Questionado sobre a importância do Soneca em sua vida, Spinelli revela que o veleiro é muito mais do que seu meio de sustento, usado para dar aulas de navegação com barco a vela, e que a concretização do objetivo de viver viajando pelo mar: “Primeiro de tudo, o Soneca é uma demonstração para os meus filhos de que o sonho pode ser alcançado. Determinação e foco são coisas que vou deixar de legado para eles por meio da realização desse sonho. E ele também é o símbolo da minha união com a Cecília. Ela foi parceira, sócia, pagou a metade e fez muitos sacrifícios. Ela é a retaguarda que ninguém vê. Todo mundo vê o Soneca e o Tio Spinelli, mas eu não seria nada se não tivesse a Cecília do meu lado”,
A história de luta e determinação, que pode ser confundida por muitos com teimosia, inspira quem, como Spinelli, tem a vontade de mudar de vida e tem dúvidas. Hoje, totalmente realizado com a sua vida, mesmo depois de trocar o antigo padrão por qualidade de vida, o navegador nos dá um exemplo de coragem com sua história de vida.
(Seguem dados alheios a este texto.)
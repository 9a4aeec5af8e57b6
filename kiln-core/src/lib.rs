pub mod builder;
pub mod config;
pub mod frontmatter;
pub mod fs;
pub mod header;
pub mod markdown;
pub mod page;
pub mod template;

// Re-export main types
pub use builder::{BuildError, BuildSummary, Site, SiteBuilder};
pub use config::{Config, PageFormat};
pub use frontmatter::{FrontMatter, FrontMatterError, parse_front_matter};
pub use markdown::markdown_to_html;
pub use page::{Page, PageError};
pub use template::{
    IoWriter, Props, SharedEnv, Template, TemplateContext, TemplateError, Writer,
};
//! Tree-walking evaluator for compiled templates.

use futures::FutureExt;
use futures::future::BoxFuture;
use serde_json::{Map, Value};

use super::ast::{BinaryOp, Expr, ExprKind, Node, UnaryOp};
use super::builtins::SharedEnv;
use super::value::{self, escape_xml, to_text, truthy, type_name};
use super::{Props, Template, TemplateError, Writer};
use crate::fs;

/// Per-evaluation state: the template being run, the caller's properties and
/// the stack of local scopes introduced by `let`, blocks and loops.
pub(super) struct Frame<'a> {
    template: &'a Template,
    props: &'a Props,
    shared: &'a SharedEnv,
    scopes: Vec<Map<String, Value>>,
}

impl<'a> Frame<'a> {
    pub(super) fn new(template: &'a Template, props: &'a Props, shared: &'a SharedEnv) -> Self {
        Self {
            template,
            props,
            shared,
            scopes: vec![Map::new()],
        }
    }

    pub(super) fn exec<'s>(
        &'s mut self,
        nodes: &'s [Node],
        out: &'s mut dyn Writer,
    ) -> BoxFuture<'s, Result<(), TemplateError>> {
        async move {
            for node in nodes {
                match node {
                    Node::Text(text) => self.write(out, text)?,
                    Node::Echo(expr) => {
                        let v = self.eval(expr, out)?;
                        self.write(out, &escape_xml(&to_text(&v)))?;
                    }
                    Node::Expr(expr) => {
                        self.eval(expr, out)?;
                    }
                    Node::Let { name, value } => {
                        let v = self.eval(value, out)?;
                        if let Some(scope) = self.scopes.last_mut() {
                            scope.insert(name.clone(), v);
                        }
                    }
                    Node::Assign { name, value, pos } => {
                        let v = self.eval(value, out)?;
                        match self.scopes.iter_mut().rev().find_map(|s| s.get_mut(name)) {
                            Some(slot) => *slot = v,
                            None => {
                                return Err(self.error(
                                    *pos,
                                    format!("assignment to undeclared variable `{name}`"),
                                ));
                            }
                        }
                    }
                    Node::If {
                        branches,
                        otherwise,
                    } => {
                        let mut chosen = otherwise.as_deref();
                        for (cond, body) in branches {
                            if truthy(&self.eval(cond, out)?) {
                                chosen = Some(body.as_slice());
                                break;
                            }
                        }
                        if let Some(body) = chosen {
                            self.scoped(body, Map::new(), out).await?;
                        }
                    }
                    Node::For {
                        first,
                        second,
                        iterable,
                        body,
                    } => {
                        let items = self.eval(iterable, out)?;
                        for (key, item) in self.entries(items, iterable.pos)? {
                            let mut bindings = Map::new();
                            match second {
                                Some(second) => {
                                    bindings.insert(first.clone(), key);
                                    bindings.insert(second.clone(), item);
                                }
                                None => {
                                    bindings.insert(first.clone(), item);
                                }
                            }
                            self.scoped(body, bindings, out).await?;
                        }
                    }
                    Node::Include { path, env, pos } => {
                        let target = to_text(&self.eval(path, out)?);
                        let mut props = self.props.clone();
                        props.filename = None;
                        if let Some(env) = env {
                            match self.eval(env, out)? {
                                Value::Object(extra) => props.env.extend(extra),
                                Value::Null => {}
                                other => {
                                    return Err(self.error(
                                        *pos,
                                        format!(
                                            "include() environment must be an object, not {}",
                                            type_name(&other)
                                        ),
                                    ));
                                }
                            }
                        }
                        let Some(ctx) = self.template.context() else {
                            return Err(self.error(*pos, "template context no longer exists"));
                        };
                        let file = fs::resolve(self.template.dir(), &target);
                        ctx.eval_file_into(&file, &props, &mut *out).await?;
                    }
                }
            }
            Ok(())
        }
        .boxed()
    }

    async fn scoped(
        &mut self,
        body: &[Node],
        bindings: Map<String, Value>,
        out: &mut dyn Writer,
    ) -> Result<(), TemplateError> {
        self.scopes.push(bindings);
        let result = self.exec(body, out).await;
        self.scopes.pop();
        result
    }

    fn entries(&self, items: Value, pos: usize) -> Result<Vec<(Value, Value)>, TemplateError> {
        match items {
            Value::Array(items) => Ok(items
                .into_iter()
                .enumerate()
                .map(|(i, v)| (Value::from(i), v))
                .collect()),
            Value::Object(map) => Ok(map
                .into_iter()
                .map(|(k, v)| (Value::String(k), v))
                .collect()),
            Value::Null => Ok(Vec::new()),
            other => Err(self.error(pos, format!("cannot iterate over {}", type_name(&other)))),
        }
    }

    fn write(&self, out: &mut dyn Writer, s: &str) -> Result<(), TemplateError> {
        out.write_str(s).map_err(|source| TemplateError::Io {
            path: self.template.filename().into(),
            source,
        })
    }

    fn error(&self, pos: usize, message: impl Into<String>) -> TemplateError {
        self.template.runtime_error(pos, message.into())
    }

    fn lookup(&self, name: &str) -> Option<&Value> {
        self.scopes
            .iter()
            .rev()
            .find_map(|s| s.get(name))
            .or_else(|| self.props.env.get(name))
            .or_else(|| self.shared.value(name))
    }

    fn eval(&mut self, expr: &Expr, out: &mut dyn Writer) -> Result<Value, TemplateError> {
        match &expr.kind {
            ExprKind::Literal(v) => Ok(v.clone()),
            ExprKind::Ident(name) => self
                .lookup(name)
                .cloned()
                .ok_or_else(|| self.error(expr.pos, format!("`{name}` is not defined"))),
            ExprKind::Array(items) => items
                .iter()
                .map(|e| self.eval(e, out))
                .collect::<Result<Vec<_>, _>>()
                .map(Value::Array),
            ExprKind::Object(entries) => {
                let mut map = Map::new();
                for (key, e) in entries {
                    let v = self.eval(e, out)?;
                    map.insert(key.clone(), v);
                }
                Ok(Value::Object(map))
            }
            ExprKind::Member(target, name) => {
                let target = self.eval(target, out)?;
                match target {
                    Value::Object(mut map) => Ok(map.remove(name).unwrap_or(Value::Null)),
                    Value::Array(items) if name == "length" => Ok(Value::from(items.len())),
                    Value::String(s) if name == "length" => Ok(Value::from(s.chars().count())),
                    Value::Null => {
                        Err(self.error(expr.pos, format!("cannot read `{name}` of null")))
                    }
                    _ => Ok(Value::Null),
                }
            }
            ExprKind::Index(target, index) => {
                let target = self.eval(target, out)?;
                let index = self.eval(index, out)?;
                match (target, &index) {
                    (Value::Array(mut items), Value::Number(n)) => {
                        let i = n.as_u64().and_then(|i| usize::try_from(i).ok());
                        Ok(match i {
                            Some(i) if i < items.len() => items.swap_remove(i),
                            _ => Value::Null,
                        })
                    }
                    (Value::Object(mut map), Value::String(key)) => {
                        Ok(map.remove(key).unwrap_or(Value::Null))
                    }
                    (Value::String(s), Value::Number(n)) => Ok(n
                        .as_u64()
                        .and_then(|i| s.chars().nth(i as usize))
                        .map(|c| Value::String(c.to_string()))
                        .unwrap_or(Value::Null)),
                    (Value::Null, _) => Err(self.error(
                        expr.pos,
                        format!("cannot index null with {}", to_text(&index)),
                    )),
                    _ => Ok(Value::Null),
                }
            }
            ExprKind::Call(name, args) => {
                if self.lookup(name).is_some() {
                    return Err(self.error(expr.pos, format!("`{name}` is not a function")));
                }
                let args = args
                    .iter()
                    .map(|e| self.eval(e, out))
                    .collect::<Result<Vec<_>, _>>()?;
                match name.as_str() {
                    "print" => {
                        for arg in &args {
                            self.write(out, &to_text(arg))?;
                        }
                        Ok(Value::Null)
                    }
                    "printv" => {
                        for arg in &args {
                            self.write(out, &escape_xml(&to_text(arg)))?;
                        }
                        Ok(Value::Null)
                    }
                    _ => match self.shared.function(name) {
                        Some(f) => f(&args)
                            .map_err(|msg| self.error(expr.pos, format!("{name}(): {msg}"))),
                        None => Err(self.error(expr.pos, format!("`{name}` is not defined"))),
                    },
                }
            }
            ExprKind::Unary(op, operand) => {
                let v = self.eval(operand, out)?;
                match op {
                    UnaryOp::Not => Ok(Value::Bool(!truthy(&v))),
                    UnaryOp::Neg => match v.as_f64() {
                        Some(n) => value::number(-n).map_err(|msg| self.error(expr.pos, msg)),
                        None => Err(self.error(
                            expr.pos,
                            format!("cannot negate {}", type_name(&v)),
                        )),
                    },
                }
            }
            ExprKind::Binary(op, lhs, rhs) => {
                let l = self.eval(lhs, out)?;
                match op {
                    BinaryOp::And if !truthy(&l) => Ok(l),
                    BinaryOp::Or if truthy(&l) => Ok(l),
                    BinaryOp::And | BinaryOp::Or => self.eval(rhs, out),
                    _ => {
                        let r = self.eval(rhs, out)?;
                        value::binary(*op, &l, &r).map_err(|msg| self.error(expr.pos, msg))
                    }
                }
            }
            ExprKind::Cond(cond, then, otherwise) => {
                if truthy(&self.eval(cond, out)?) {
                    self.eval(then, out)
                } else {
                    self.eval(otherwise, out)
                }
            }
        }
    }
}
//! Benchmarks for template compilation and evaluation.

use std::io;

use criterion::{BenchmarkId, Criterion, Throughput, criterion_group, criterion_main};
use kiln_core::{IoWriter, Props, TemplateContext};
use tokio::runtime::Runtime;

const SAMPLES: [&str; 3] = [
    "<?/*1*/?>`world`\n <?-/*B*/?><?=2?>day",
    "<?/*1*/?>`world`\n <?-/*B*/?><?=2?>day<?/*C*/?>  ",
    "hello<?/*1*/?>`world`\n <?-/*B*/?><?=2?>day",
];

const SIZES: [(&str, usize); 3] = [
    ("10kB", 10 * 1024),
    ("100kB", 100 * 1024),
    ("1MB", 1000 * 1024),
];

/// Repeat a sample line until the source is at least `size` bytes.
fn generate(size: usize) -> String {
    let line = format!("{}\n", SAMPLES[1]);
    line.repeat(size.div_ceil(line.len()))
}

fn runtime() -> Runtime {
    tokio::runtime::Builder::new_current_thread()
        .build()
        .expect("runtime")
}

fn props() -> Props {
    Props {
        filename: Some("test.html".to_string()),
        ..Props::default()
    }
}

fn bench_parse(c: &mut Criterion) {
    let ctx = TemplateContext::default();
    let mut group = c.benchmark_group("parse");

    group.bench_function("samples", |b| {
        b.iter(|| {
            for source in SAMPLES {
                ctx.compile(source, "test.html").unwrap();
            }
        });
    });

    for (name, size) in SIZES {
        let source = generate(size);
        group.throughput(Throughput::Bytes(source.len() as u64));
        group.bench_with_input(BenchmarkId::from_parameter(name), &source, |b, source| {
            b.iter(|| ctx.compile(source, "test.html").unwrap());
        });
    }

    group.finish();
}

fn bench_eval(c: &mut Criterion) {
    let rt = runtime();
    let ctx = TemplateContext::default();
    let props = props();
    let mut group = c.benchmark_group("eval");

    let templates: Vec<_> = SAMPLES
        .iter()
        .map(|source| ctx.compile(source, "test.html").unwrap())
        .collect();
    group.bench_function("samples", |b| {
        b.iter(|| {
            rt.block_on(async {
                for template in &templates {
                    template.eval(&props).await.unwrap();
                }
            })
        });
    });

    for (name, size) in SIZES {
        let source = generate(size);
        let template = ctx.compile(&source, "test.html").unwrap();
        group.throughput(Throughput::Bytes(source.len() as u64));
        group.bench_function(BenchmarkId::from_parameter(name), |b| {
            b.iter(|| rt.block_on(template.eval(&props)).unwrap());
        });
        group.bench_function(BenchmarkId::new("null-writer", name), |b| {
            b.iter(|| {
                let mut sink = IoWriter(io::sink());
                rt.block_on(template.eval_into(&props, &mut sink)).unwrap();
            });
        });
    }

    group.finish();
}

fn bench_compile_eval(c: &mut Criterion) {
    let rt = runtime();
    let ctx = TemplateContext::default();
    let props = props();
    let mut group = c.benchmark_group("compile+eval");

    group.bench_function("samples", |b| {
        b.iter(|| {
            rt.block_on(async {
                for source in SAMPLES {
                    ctx.eval(source, &props).await.unwrap();
                }
            })
        });
    });

    for (name, size) in SIZES {
        let source = generate(size);
        group.throughput(Throughput::Bytes(source.len() as u64));
        group.bench_with_input(BenchmarkId::from_parameter(name), &source, |b, source| {
            b.iter(|| rt.block_on(ctx.eval(source, &props)).unwrap());
        });
    }

    group.finish();
}

criterion_group!(benches, bench_parse, bench_eval, bench_compile_eval);
criterion_main!(benches);
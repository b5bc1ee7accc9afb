use std::cmp::Ordering;

use num_traits::ToPrimitive;

use crate::cpu::Flag;
use crate::isa::Isa;

pub fn bits_to_f64(bits: u64) -> f64 {
    f64::from_bits(bits)
}

pub fn f64_to_bits(v: f64) -> u64 {
    v.to_bits()
}

/// Combine two 32-bit register halves, low word first.
pub fn join_halves(lo: u64, hi: u64) -> u64 {
    (lo & 0xFFFF_FFFF) | (hi << 32)
}

pub fn split_halves(v: u64) -> (u64, u64) {
    (v & 0xFFFF_FFFF, v >> 32)
}

/// Truncate toward zero into a signed word; `None` for NaN or out of range.
pub fn float_to_int(isa: &Isa, v: f64) -> Option<u64> {
    let n = if isa.word_bits == 32 {
        i64::from(v.to_i32()?)
    } else {
        v.to_i64()?
    };
    Some(isa.mask(n as u64))
}

pub fn int_to_float(isa: &Isa, v: u64) -> f64 {
    isa.signed(v) as f64
}

pub fn compare_int(isa: &Isa, a: u64, b: u64) -> Flag {
    Flag::from_ordering(isa.signed(a).cmp(&isa.signed(b)))
}

/// Unordered operands (NaN) compare as greater.
pub fn compare_float(a: f64, b: f64) -> Flag {
    Flag::from_ordering(a.partial_cmp(&b).unwrap_or(Ordering::Greater))
}

fn shift_amount(isa: &Isa, amount: u64) -> Option<u32> {
    let amount = match isa.shift_mask {
        Some(bits) => amount & ((1 << bits) - 1),
        None => amount,
    };
    u32::try_from(amount).ok().filter(|&a| a < isa.word_bits)
}

pub fn shift_left(isa: &Isa, v: u64, amount: u64) -> u64 {
    shift_amount(isa, amount).map_or(0, |a| isa.mask(v << a))
}

pub fn shift_right(isa: &Isa, v: u64, amount: u64) -> u64 {
    shift_amount(isa, amount).map_or(0, |a| isa.mask(v) >> a)
}

/// Signed division and remainder; the error names the failure.
pub fn div_rem(isa: &Isa, a: u64, b: u64) -> Result<(u64, u64), &'static str> {
    let (a, b) = (isa.signed(a), isa.signed(b));
    if b == 0 {
        return Err("division by zero");
    }
    let q = a.checked_div(b).ok_or("division overflow")?;
    let r = a.checked_rem(b).ok_or("division overflow")?;
    Ok((isa.mask(q as u64), isa.mask(r as u64)))
}

/// Full signed product of two 32-bit words as `(low, high)` halves.
pub fn mul_wide(a: u64, b: u64) -> (u64, u64) {
    let p = i64::from(a as u32 as i32) * i64::from(b as u32 as i32);
    split_halves(p as u64)
}

/// Divide the signed 64-bit pair `hi:lo` by a 32-bit divisor; the quotient
/// has to fit in one word.
pub fn div_wide(lo: u64, hi: u64, divisor: u64) -> Result<(u64, u64), &'static str> {
    let dividend = join_halves(lo, hi) as i64;
    let divisor = i64::from(divisor as u32 as i32);
    if divisor == 0 {
        return Err("division by zero");
    }
    let q = dividend.checked_div(divisor).ok_or("division overflow")?;
    let r = dividend.checked_rem(divisor).ok_or("division overflow")?;
    let q = i32::try_from(q).map_err(|_| "quotient does not fit in a word")?;
    Ok((u64::from(q as u32), u64::from(r as i32 as u32)))
}
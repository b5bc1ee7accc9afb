use anyhow::Result;
use clap::{Parser, Subcommand, ValueEnum};
use std::fmt::Write as _;
use std::path::PathBuf;

use mipt_emu::Profile;
use mipt_tools::{list, load_image, parse_u64};

#[derive(Parser, Debug)]
#[command(author, version, about = "MIPT image lister", long_about = None)]
struct Cli {
    /// Machine profile the image was assembled for
    #[arg(short, long, value_enum, default_value_t = Profile::Mipt32)]
    profile: Profile,
    /// Input image path
    #[arg(value_name = "IMAGE")]
    input: PathBuf,
    #[command(subcommand)]
    cmd: Command,
}

#[derive(Subcommand, Debug)]
enum Command {
    /// Show the header fields
    Header,
    /// Disassemble the words in [start, end)
    ///
    /// The header only records word counts, so the first `code words`
    /// words are listed as instructions and the rest as data. Images whose
    /// data sits between instructions list by position.
    List {
        /// Start address (hex or dec)
        #[arg(long, default_value = "0")]
        start: String,
        /// End address (hex or dec, exclusive)
        #[arg(long)]
        end: Option<String>,
        /// Show the raw word next to each line
        #[arg(long)]
        show_bytes: bool,
        /// Output format: text or json
        #[arg(long, value_enum, default_value_t = OutputFormat::Text)]
        format: OutputFormat,
        /// Write output to file instead of stdout
        #[arg(long, value_name = "FILE")]
        out: Option<PathBuf>,
    },
}

#[derive(Debug, Clone, Copy, ValueEnum)]
enum OutputFormat {
    Text,
    Json,
}

fn main() -> Result<()> {
    let cli = Cli::parse();
    let img = load_image(&cli.input, cli.profile)?;

    match cli.cmd {
        Command::Header => {
            println!("{:<12} {}", "profile", img.profile);
            println!("{:<12} {}", "code words", img.code_words);
            println!("{:<12} {}", "data words", img.data_words);
            println!("{:<12} {:#x}", "entry", img.entry);
        }
        Command::List {
            start,
            end,
            show_bytes,
            format,
            out,
        } => {
            let start = parse_u64(&start)?;
            let end = end.as_deref().map(parse_u64).transpose()?;
            if let Some(end) = end {
                anyhow::ensure!(end >= start, "end must be >= start");
            }
            let rows = list(&img, start, end);
            let width = img.profile.isa().word_bytes() as usize * 2;

            let buf = match format {
                OutputFormat::Json => serde_json::to_string_pretty(&rows)? + "\n",
                OutputFormat::Text => {
                    let mut buf = String::new();
                    for r in &rows {
                        let marker = if r.addr == img.entry { ">" } else { " " };
                        if show_bytes {
                            writeln!(
                                buf,
                                "{marker}{:#08x}: {:0width$x}  {}",
                                r.addr, r.raw, r.text
                            )?;
                        } else {
                            writeln!(buf, "{marker}{:#08x}: {}", r.addr, r.text)?;
                        }
                    }
                    buf
                }
            };
            if let Some(path) = out {
                std::fs::write(path, buf)?;
            } else {
                print!("{buf}");
            }
        }
    }
    Ok(())
}
use crate::decoder::{Decoded, Operand};
use crate::instructions::Format;
use crate::isa::Isa;

#[derive(thiserror::Error, Debug, Clone, PartialEq, Eq)]
pub enum EncodeError {
    #[error("{field} value {value} does not fit in {width} bits")]
    Overflow {
        field: &'static str,
        value: u64,
        width: u8,
    },
    #[error("{field} value {value} is negative")]
    Negative { field: &'static str, value: i64 },
    #[error("{form} operand is not encodable in {format:?} format")]
    Unsupported { form: &'static str, format: Format },
    #[error("opcode {0} is not defined")]
    UnknownOpcode(u8),
}

pub fn encode(isa: &Isa, d: &Decoded) -> Result<u64, EncodeError> {
    let desc = isa
        .by_code(d.opcode)
        .ok_or(EncodeError::UnknownOpcode(d.opcode))?;
    let layout = isa.layout(desc.format);
    let unsupported = |form| EncodeError::Unsupported {
        form,
        format: desc.format,
    };

    let mut raw = 0u64;
    isa.opcode.insert(&mut raw, u64::from(d.opcode), "opcode")?;
    if let Some(f) = layout.rd {
        f.insert(&mut raw, u64::from(d.rd), "register")?;
    }

    let base = match (layout.rs, d.rs) {
        (Some(f), Some(r)) => {
            f.insert(&mut raw, u64::from(r), "register")?;
            Some(r)
        }
        (None, None) => None,
        (Some(_), None) => return Err(unsupported("base-less")),
        (None, Some(_)) => return Err(unsupported("based")),
    };

    match d.operand {
        Operand::Literal(v) => {
            let scaled = base.and_then(|b| layout.scaled_for(b));
            match scaled {
                None if base.map_or(false, |b| layout.is_relative_base(b)) => {
                    return Err(unsupported("literal"))
                }
                None => layout.literal.insert(&mut raw, v, "literal")?,
                Some(sc) => {
                    let (wide, zero) = match (sc.wide, isa.zero) {
                        (Some(w), Some(z)) => (w, z),
                        _ => return Err(unsupported("literal")),
                    };
                    sc.index.insert(&mut raw, u64::from(zero), "index")?;
                    wide.insert(&mut raw, v, "literal")?;
                }
            }
        }
        Operand::Scaled {
            index,
            shift,
            offset,
        } => {
            let sc = base
                .and_then(|b| layout.scaled_for(b))
                .ok_or_else(|| unsupported("scaled"))?;
            if sc.wide.is_some() && Some(index) == isa.zero {
                return Err(unsupported("scaled"));
            }
            sc.index.insert(&mut raw, u64::from(index), "index")?;
            sc.shift.insert(&mut raw, u64::from(shift), "shift")?;
            sc.offset.insert(&mut raw, offset, "offset")?;
        }
        Operand::Displacement(v) => {
            let rel = match (layout.relative, base) {
                (Some(rel), Some(b)) if rel.bases.contains(&b) => rel,
                _ => return Err(unsupported("relative")),
            };
            rel.magnitude
                .insert(&mut raw, v.unsigned_abs(), "displacement")?;
            if v < 0 {
                raw |= 1 << rel.sign_bit;
            }
        }
    }
    Ok(raw)
}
“Eu levei 11 anos para tomar essa decisão, e hoje eu entendo que eu perdi 11 anos. É preciso ter coragem. Essa é a primeira coisa! Em São Paulo, ganhava 3 ou 4 vezes mais do que ganho aqui, mas eu não sabia o que era almoço. Aqui eu tenho 2 horas de almoço, tenho folga e, o mais importante, eu posso realizar meu sonho. É preciso colocar na balança o que é importante para você. Essa pandemia mostrou para muita gente o que é importante. Eu mudei para cá, eu tinha 51 anos, é a hora que o cara fala ‘estou velho’. Isso é o que mata. Eu tenho muitos alunos que me perguntam se com 50 anos não é tarde para velejar. Não, não é. Tenha paciência, levanta e vai à luta. Idade não é limitante”, finaliza ele, falando com a paixão comum aos que têm certeza que fizeram a escolha certa na vida.